Танька надула губы, дернула

плечиком независимо:

— Нужны вы мне больно!

И ушла «к себе» — в домик с башенкой.

Я запрокинула голову. Небо и правда было здесь близко. Может, его притягивали башенки и купола? Тихо как…

Там, в небесах, тихо и здесь, у меня за спиной. Ни звука, ни единой живой души… Только я, и затихший Вовка, и гордая наша Танька.

А где-то внизу-внизу — город.

Пыльная, давно не нужная ему крепость и такой нужный крепостной плац, весь изрытый каблуками солдатских кирзух.

Гордость города — его чинары, умеющие, как змея, сбрасывать старую кожу. А еще — раскрывать на старых ветках листики, похожие на детские ладони…

Людный, как муравьиная тропа, центр. Старенькая наша школа. Подумать только, за всю долгую, трудную мою зиму я не пропустила ни одного урока. Если не считать болезнь и сегодняшний сумасшедший день.

Распределитель, наш кормилец, с его крикливыми очередями и радостями моих добыч.

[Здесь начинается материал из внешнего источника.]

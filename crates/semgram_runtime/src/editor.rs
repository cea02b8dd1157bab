//! Line editor abstraction for the REPL.
//!
//! The REPL talks to a [`LineEditor`]; [`RustylineEditor`] is the terminal
//! implementation, and tests substitute a scripted one.

use std::borrow::Cow;

use rustyline::completion::{Completer, Pair};
use rustyline::error::ReadlineError;
use rustyline::highlight::Highlighter;
use rustyline::hint::HistoryHinter;
use rustyline::history::DefaultHistory;
use rustyline::{Completer, Config, Context, Editor, Helper, Hinter, Validator};
use semgram_foundation::{Error, ErrorKind, Result};

/// Result of reading a line from the editor.
#[derive(Debug)]
pub enum ReadResult {
    /// A line was read.
    Line(String),
    /// User pressed Ctrl+C.
    Interrupted,
    /// User pressed Ctrl+D (EOF).
    Eof,
}

/// Abstraction over line editing.
pub trait LineEditor {
    /// Reads a line with the given prompt.
    ///
    /// # Errors
    ///
    /// Returns an error if reading from the terminal fails.
    fn read_line(&mut self, prompt: &str) -> Result<ReadResult>;

    /// Adds a line to history.
    fn add_history(&mut self, line: &str);

    /// Sets the words offered for completion.
    fn set_keywords(&mut self, keywords: Vec<String>);
}

#[derive(Helper, Completer, Hinter, Validator)]
struct SemgramHelper {
    #[rustyline(Completer)]
    completer: WordCompleter,
    #[rustyline(Hinter)]
    hinter: HistoryHinter,
}

impl Highlighter for SemgramHelper {
    fn highlight_prompt<'b, 's: 'b, 'p: 'b>(
        &'s self,
        prompt: &'p str,
        default: bool,
    ) -> Cow<'b, str> {
        if default {
            Cow::Owned(format!("\x1b[1;32m{prompt}\x1b[0m"))
        } else {
            Cow::Borrowed(prompt)
        }
    }

    fn highlight_hint<'h>(&self, hint: &'h str) -> Cow<'h, str> {
        Cow::Owned(format!("\x1b[2m{hint}\x1b[0m"))
    }
}

/// Completes REPL commands and vocabulary words.
struct WordCompleter {
    keywords: Vec<String>,
}

impl Completer for WordCompleter {
    type Candidate = Pair;

    fn complete(
        &self,
        line: &str,
        pos: usize,
        _ctx: &Context<'_>,
    ) -> rustyline::Result<(usize, Vec<Pair>)> {
        let start = line[..pos]
            .rfind(char::is_whitespace)
            .map_or(0, |i| i + 1);
        let word = &line[start..pos];

        let candidates = self
            .keywords
            .iter()
            .filter(|kw| kw.starts_with(word))
            .map(|kw| Pair {
                display: kw.clone(),
                replacement: kw.clone(),
            })
            .collect();

        Ok((start, candidates))
    }
}

/// Line editor implementation using rustyline.
pub struct RustylineEditor {
    editor: Editor<SemgramHelper, DefaultHistory>,
}

impl RustylineEditor {
    /// Creates a new rustyline-based editor.
    ///
    /// # Errors
    ///
    /// Returns an error if rustyline initialization fails.
    pub fn new() -> Result<Self> {
        let config = Config::builder()
            .auto_add_history(false)
            .max_history_size(1000)
            .map_err(internal)?
            .build();

        let helper = SemgramHelper {
            completer: WordCompleter {
                keywords: Vec::new(),
            },
            hinter: HistoryHinter::new(),
        };

        let mut editor = Editor::with_config(config).map_err(internal)?;
        editor.set_helper(Some(helper));

        Ok(Self { editor })
    }
}

fn internal(err: ReadlineError) -> Error {
    Error::new(ErrorKind::Internal(err.to_string()))
}

impl LineEditor for RustylineEditor {
    fn read_line(&mut self, prompt: &str) -> Result<ReadResult> {
        match self.editor.readline(prompt) {
            Ok(line) => Ok(ReadResult::Line(line)),
            Err(ReadlineError::Interrupted) => Ok(ReadResult::Interrupted),
            Err(ReadlineError::Eof) => Ok(ReadResult::Eof),
            Err(e) => Err(internal(e)),
        }
    }

    fn add_history(&mut self, line: &str) {
        let _ = self.editor.add_history_entry(line);
    }

    fn set_keywords(&mut self, keywords: Vec<String>) {
        if let Some(helper) = self.editor.helper_mut() {
            helper.completer.keywords = keywords;
        }
    }
}
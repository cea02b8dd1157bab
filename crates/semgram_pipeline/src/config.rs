//! Pipeline configuration.

use semgram_foundation::SemtypeNotation;

/// Settings for turning sentences into semantic-type combinations.
#[derive(Clone, Debug, PartialEq, Eq)]
pub struct PipelineConfig {
    /// Tokens passed to the grammar literally instead of as semantic types.
    pub allowed_terminals: Vec<String>,
    /// Upper bound on combinations tried per sentence.
    pub max_combinations: usize,
    /// Filler-word type; never merged and removed before parsing.
    pub floskule: String,
    /// Measure type.
    pub measure: String,
    /// Type replacing `measure` for second-degree forms.
    pub degree_measure: String,
    /// Prefix of readings for words outside the vocabulary.
    pub unknown_prefix: String,
    /// Semantic-type spelling.
    pub notation: SemtypeNotation,
}

impl Default for PipelineConfig {
    fn default() -> Self {
        Self {
            allowed_terminals: vec![",".to_string()],
            max_combinations: 4096,
            floskule: "#floskule".to_string(),
            measure: "#measure".to_string(),
            degree_measure: "#d2measure".to_string(),
            unknown_prefix: "#unknown_".to_string(),
            notation: SemtypeNotation::default(),
        }
    }
}

impl PipelineConfig {
    /// Creates the default configuration.
    #[must_use]
    pub fn new() -> Self {
        Self::default()
    }

    /// Sets the combination limit.
    #[must_use]
    pub fn with_max_combinations(mut self, limit: usize) -> Self {
        self.max_combinations = limit;
        self
    }

    /// Adds a literal terminal.
    #[must_use]
    pub fn with_allowed_terminal(mut self, terminal: impl Into<String>) -> Self {
        self.allowed_terminals.push(terminal.into());
        self
    }
}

Мамин музей. Прежняя, байская жизнь в его залах — жутковатая, почти живая, которой никогда не ожить.

И бережно хранимое искусство народа, которое не умрет: не умрут тюбетейки, и золотое шитье, и ковры — редкие, единственные экземпляры, собранные за многие годы многими людьми (с недавних пор мама с помощниками готовят из них новую экспозицию).

Ниже центра, немного ниже — на короткий отрезок улицы Фрунзе, с ямами на месте многих ее акаций и госпитальной оградой чуть не в квартал — завод. Жаркие корпуса, уханье и железный скрежет и дымы его: белые, дневные и ночные — багровые.

А рядом с заводом — наша тихая улица, спящие окна ее и сады в багровых сполохах, дни ее — скудные, трудовые, послушные, как часам, командам заводской сирены.

Мой город… Я вдруг почувствовала, что очень хочу вниз. Все-таки мне милее мой дом, пусть не такой нарядный, самый обыкновенный, такой же, как Танькин и Вовкин, такой, как у всех вокруг.

Но приходить сюда я буду, на эту улицу. Она нужна мне — вот такая голубая. Она ведь тоже наш город. Без нее он был бы другим.

Может, кто и считает, что это просто самая старая его улица, на которой живет только память, только смерть. Но это не так. Разве смерть — праздник? Разве она красива? Знаю я, какие лица бывают у тех, кто получил похоронку. И какие дома — с черными окнами, немые, страшные…

Нет, улица Голубая — не улица смерти. Она улица жизни, улица радости, красоты.

Сюда никогда не придет ни одной похоронки.

Я закрыла глаза и слушала тишину. Сильно грело мне щеку солнце.

«Уже садится», — удивилась я. И открыла глаза.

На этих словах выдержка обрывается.